GOAL OF THE EXERCISE>
Go through the data and copy each line where the string "guess" appears.

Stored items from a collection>
★ ★ ★ ★ ★

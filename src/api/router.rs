//! API router.
//!
//! Returns a composable `Router` with every route under `/api/`.
//! The dispatch trigger and push-token registration additionally pass
//! `require_trigger_secret`.

use std::sync::Arc;

use axum::http::{header, HeaderValue, Method};
use axum::routing::{get, post};
use axum::Router;
use tower_http::cors::CorsLayer;
use tower_http::set_header::SetResponseHeaderLayer;

use crate::api::endpoints;
use crate::api::middleware;
use crate::api::types::ApiContext;
use crate::core_state::CoreState;

/// Build the API router.
///
/// Middleware uses `Extension<ApiContext>` (injected as the outermost layer).
/// Endpoint handlers use `State<ApiContext>` (provided via `with_state`).
pub fn api_router(core: Arc<CoreState>) -> Router {
    let ctx = ApiContext::new(core);
    build_router(ctx)
}

fn build_router(ctx: ApiContext) -> Router {
    let cors = cors_layer(&ctx.core.config().origin_url);

    if ctx.trigger_secret_hash.is_none() {
        tracing::warn!("No trigger secret configured; dispatch and token registration are open");
    }

    // NOTE: Path params use `:param` syntax (matchit 0.7 / axum 0.7).
    let protected = Router::new()
        .route("/reminders/dispatch", post(endpoints::reminders::dispatch))
        .route("/users/:id/push-tokens", post(endpoints::push_tokens::register))
        .with_state(ctx.clone())
        .layer(axum::middleware::from_fn(
            middleware::trigger_auth::require_trigger_secret,
        ))
        .layer(axum::Extension(ctx.clone()));

    let open = Router::new()
        .route("/health", get(endpoints::health::check))
        .route("/reminders/last", get(endpoints::reminders::last))
        .route("/flows/symptom-check", post(endpoints::flows::symptom_check))
        .route("/flows/wellness-tip", post(endpoints::flows::wellness_tip))
        .with_state(ctx);

    Router::new()
        .nest("/api", protected)
        .nest("/api", open)
        .layer(SetResponseHeaderLayer::overriding(
            header::CACHE_CONTROL,
            HeaderValue::from_static("no-store"),
        ))
        .layer(cors)
}

/// Allow the configured web client origin only.
fn cors_layer(origin: &str) -> CorsLayer {
    let layer = CorsLayer::new()
        .allow_methods([Method::GET, Method::POST])
        .allow_headers([header::AUTHORIZATION, header::CONTENT_TYPE]);
    match HeaderValue::from_str(origin) {
        Ok(value) => layer.allow_origin(value),
        Err(_) => {
            tracing::warn!(origin, "Origin URL is not a valid header value; CORS disabled");
            layer
        }
    }
}

#[cfg(test)]
mod tests {
    use super::*;
    use axum::body::{to_bytes, Body};
    use axum::http::{Request, StatusCode};
    use tower::ServiceExt;

    use crate::config::AppConfig;
    use crate::core_state::testing::{test_core, TestCore};
    use crate::db;
    use crate::db::repository::fixtures::{at, medication, seed_user};
    use crate::flows::client::mock::MockCompletion;
    use crate::flows::FlowError;

    const TIP: &str = r#"{"title": "Hydrate", "tip": "Keep a glass of water next to your pill box."}"#;

    fn core_with(config: AppConfig, completion: MockCompletion) -> TestCore {
        let t = test_core(config, completion, at(2026, 3, 2, 8, 0));
        t.core
            .db()
            .with_conn(|conn| {
                seed_user(conn, "u-1", &["tok-a"]);
                db::insert_medication(conn, &medication("med-1", "u-1", &["08:00"], &["Lundi"]))
            })
            .unwrap();
        t
    }

    fn core() -> TestCore {
        core_with(AppConfig::default(), MockCompletion::new(TIP))
    }

    fn request(method: &str, uri: &str, token: Option<&str>, body: Option<&str>) -> Request<Body> {
        let mut builder = Request::builder().method(method).uri(uri);
        if let Some(t) = token {
            builder = builder.header("Authorization", format!("Bearer {t}"));
        }
        match body {
            Some(json) => builder
                .header("Content-Type", "application/json")
                .body(Body::from(json.to_string()))
                .unwrap(),
            None => builder.body(Body::empty()).unwrap(),
        }
    }

    async fn json_body(response: axum::response::Response) -> serde_json::Value {
        let bytes = to_bytes(response.into_body(), 64 * 1024).await.unwrap();
        serde_json::from_slice(&bytes).unwrap()
    }

    #[tokio::test]
    async fn health_is_open() {
        let t = core();
        let response = api_router(t.core.clone())
            .oneshot(request("GET", "/api/health", None, None))
            .await
            .unwrap();

        assert_eq!(response.status(), StatusCode::OK);
        assert_eq!(response.headers().get("Cache-Control").unwrap(), "no-store");
        let json = json_body(response).await;
        assert_eq!(json["status"], "ok");
        assert_eq!(json["scan_running"], false);
    }

    #[tokio::test]
    async fn dispatch_returns_summary_and_is_idempotent() {
        let t = core();
        let app = api_router(t.core.clone());

        let response = app
            .clone()
            .oneshot(request("POST", "/api/reminders/dispatch", None, None))
            .await
            .unwrap();
        assert_eq!(response.status(), StatusCode::OK);
        let json = json_body(response).await;
        assert_eq!(json["success"], true);
        assert_eq!(json["medicationsSent"], 1);
        assert_eq!(json["welcomeSent"], 1);

        let response = app
            .oneshot(request("POST", "/api/reminders/dispatch", None, None))
            .await
            .unwrap();
        let json = json_body(response).await;
        assert_eq!(json["medicationsSent"], 0);
        assert_eq!(t.push.sent_count(), 2);
    }

    #[tokio::test]
    async fn dispatch_requires_configured_secret() {
        let config = AppConfig {
            trigger_secret: Some("cron-secret".into()),
            ..AppConfig::default()
        };
        let t = core_with(config, MockCompletion::new(TIP));
        let app = api_router(t.core.clone());

        let missing = app
            .clone()
            .oneshot(request("POST", "/api/reminders/dispatch", None, None))
            .await
            .unwrap();
        assert_eq!(missing.status(), StatusCode::UNAUTHORIZED);

        let wrong = app
            .clone()
            .oneshot(request("POST", "/api/reminders/dispatch", Some("guess"), None))
            .await
            .unwrap();
        assert_eq!(wrong.status(), StatusCode::UNAUTHORIZED);
        assert_eq!(t.push.sent_count(), 0);

        let right = app
            .oneshot(request("POST", "/api/reminders/dispatch", Some("cron-secret"), None))
            .await
            .unwrap();
        assert_eq!(right.status(), StatusCode::OK);
    }

    #[tokio::test]
    async fn last_reports_previous_scan() {
        let t = core();
        let app = api_router(t.core.clone());

        let before = json_body(
            app.clone()
                .oneshot(request("GET", "/api/reminders/last", None, None))
                .await
                .unwrap(),
        )
        .await;
        assert!(before["summary"].is_null());

        app.clone()
            .oneshot(request("POST", "/api/reminders/dispatch", None, None))
            .await
            .unwrap();

        let after = json_body(
            app.oneshot(request("GET", "/api/reminders/last", None, None))
                .await
                .unwrap(),
        )
        .await;
        assert_eq!(after["running"], false);
        assert_eq!(after["summary"]["medicationsSent"], 1);
    }

    #[tokio::test]
    async fn push_token_registration_is_idempotent() {
        let t = core();
        let app = api_router(t.core.clone());
        let body = r#"{"token": "tok-new"}"#;

        let first = app
            .clone()
            .oneshot(request("POST", "/api/users/u-1/push-tokens", None, Some(body)))
            .await
            .unwrap();
        assert_eq!(first.status(), StatusCode::CREATED);

        let second = app
            .clone()
            .oneshot(request("POST", "/api/users/u-1/push-tokens", None, Some(body)))
            .await
            .unwrap();
        assert_eq!(second.status(), StatusCode::OK);
        assert_eq!(json_body(second).await["registered"], false);

        let unknown = app
            .clone()
            .oneshot(request("POST", "/api/users/ghost/push-tokens", None, Some(body)))
            .await
            .unwrap();
        assert_eq!(unknown.status(), StatusCode::NOT_FOUND);

        let blank = app
            .oneshot(request("POST", "/api/users/u-1/push-tokens", None, Some(r#"{"token": " "}"#)))
            .await
            .unwrap();
        assert_eq!(blank.status(), StatusCode::BAD_REQUEST);
    }

    #[tokio::test]
    async fn push_token_registration_requires_configured_secret() {
        let config = AppConfig {
            trigger_secret: Some("cron-secret".into()),
            ..AppConfig::default()
        };
        let t = core_with(config, MockCompletion::new(TIP));
        let app = api_router(t.core.clone());
        let body = r#"{"token": "attacker-device"}"#;

        let missing = app
            .clone()
            .oneshot(request("POST", "/api/users/u-1/push-tokens", None, Some(body)))
            .await
            .unwrap();
        assert_eq!(missing.status(), StatusCode::UNAUTHORIZED);

        let wrong = app
            .clone()
            .oneshot(request("POST", "/api/users/u-1/push-tokens", Some("guess"), Some(body)))
            .await
            .unwrap();
        assert_eq!(wrong.status(), StatusCode::UNAUTHORIZED);

        let tokens = t
            .core
            .db()
            .with_conn(|conn| db::get_user(conn, "u-1"))
            .unwrap()
            .unwrap()
            .push_tokens;
        assert_eq!(tokens, vec!["tok-a".to_string()]);

        let right = app
            .oneshot(request("POST", "/api/users/u-1/push-tokens", Some("cron-secret"), Some(body)))
            .await
            .unwrap();
        assert_eq!(right.status(), StatusCode::CREATED);
    }

    #[tokio::test]
    async fn wellness_tip_completes_and_caches() {
        let t = core();
        let app = api_router(t.core.clone());
        let body = r#"{"topic": "hydration"}"#;

        for _ in 0..2 {
            let response = app
                .clone()
                .oneshot(request("POST", "/api/flows/wellness-tip", None, Some(body)))
                .await
                .unwrap();
            assert_eq!(response.status(), StatusCode::OK);
            let json = json_body(response).await;
            assert_eq!(json["status"], "completed");
            assert_eq!(json["result"]["title"], "Hydrate");
        }
        assert_eq!(t.completion.calls(), 1);
    }

    #[tokio::test]
    async fn symptom_check_falls_back_when_backend_is_down() {
        let t = core_with(
            AppConfig::default(),
            MockCompletion::failing(FlowError::Connection("http://localhost:11434".into())),
        );
        let response = api_router(t.core.clone())
            .oneshot(request(
                "POST",
                "/api/flows/symptom-check",
                None,
                Some(r#"{"symptoms": ["headache"]}"#),
            ))
            .await
            .unwrap();

        assert_eq!(response.status(), StatusCode::OK);
        let json = json_body(response).await;
        assert_eq!(json["status"], "fallback");
        assert!(json["message"].as_str().unwrap().contains("doctor"));
    }

    #[tokio::test]
    async fn symptom_check_rejects_empty_input() {
        let t = core();
        let response = api_router(t.core.clone())
            .oneshot(request(
                "POST",
                "/api/flows/symptom-check",
                None,
                Some(r#"{"symptoms": []}"#),
            ))
            .await
            .unwrap();

        assert_eq!(response.status(), StatusCode::BAD_REQUEST);
        assert_eq!(json_body(response).await["error"]["code"], "BAD_REQUEST");
    }

    #[tokio::test]
    async fn unknown_route_is_404() {
        let t = core();
        let response = api_router(t.core.clone())
            .oneshot(request("GET", "/api/nope", None, None))
            .await
            .unwrap();
        assert_eq!(response.status(), StatusCode::NOT_FOUND);
    }
}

★ ★ ★ ★ ★

TASK RESULT>
            .oneshot(request("POST", "/api/reminders/dispatch", Some("guess"), None))
            .oneshot(request("POST", "/api/users/u-1/push-tokens", Some("guess"), Some(body)))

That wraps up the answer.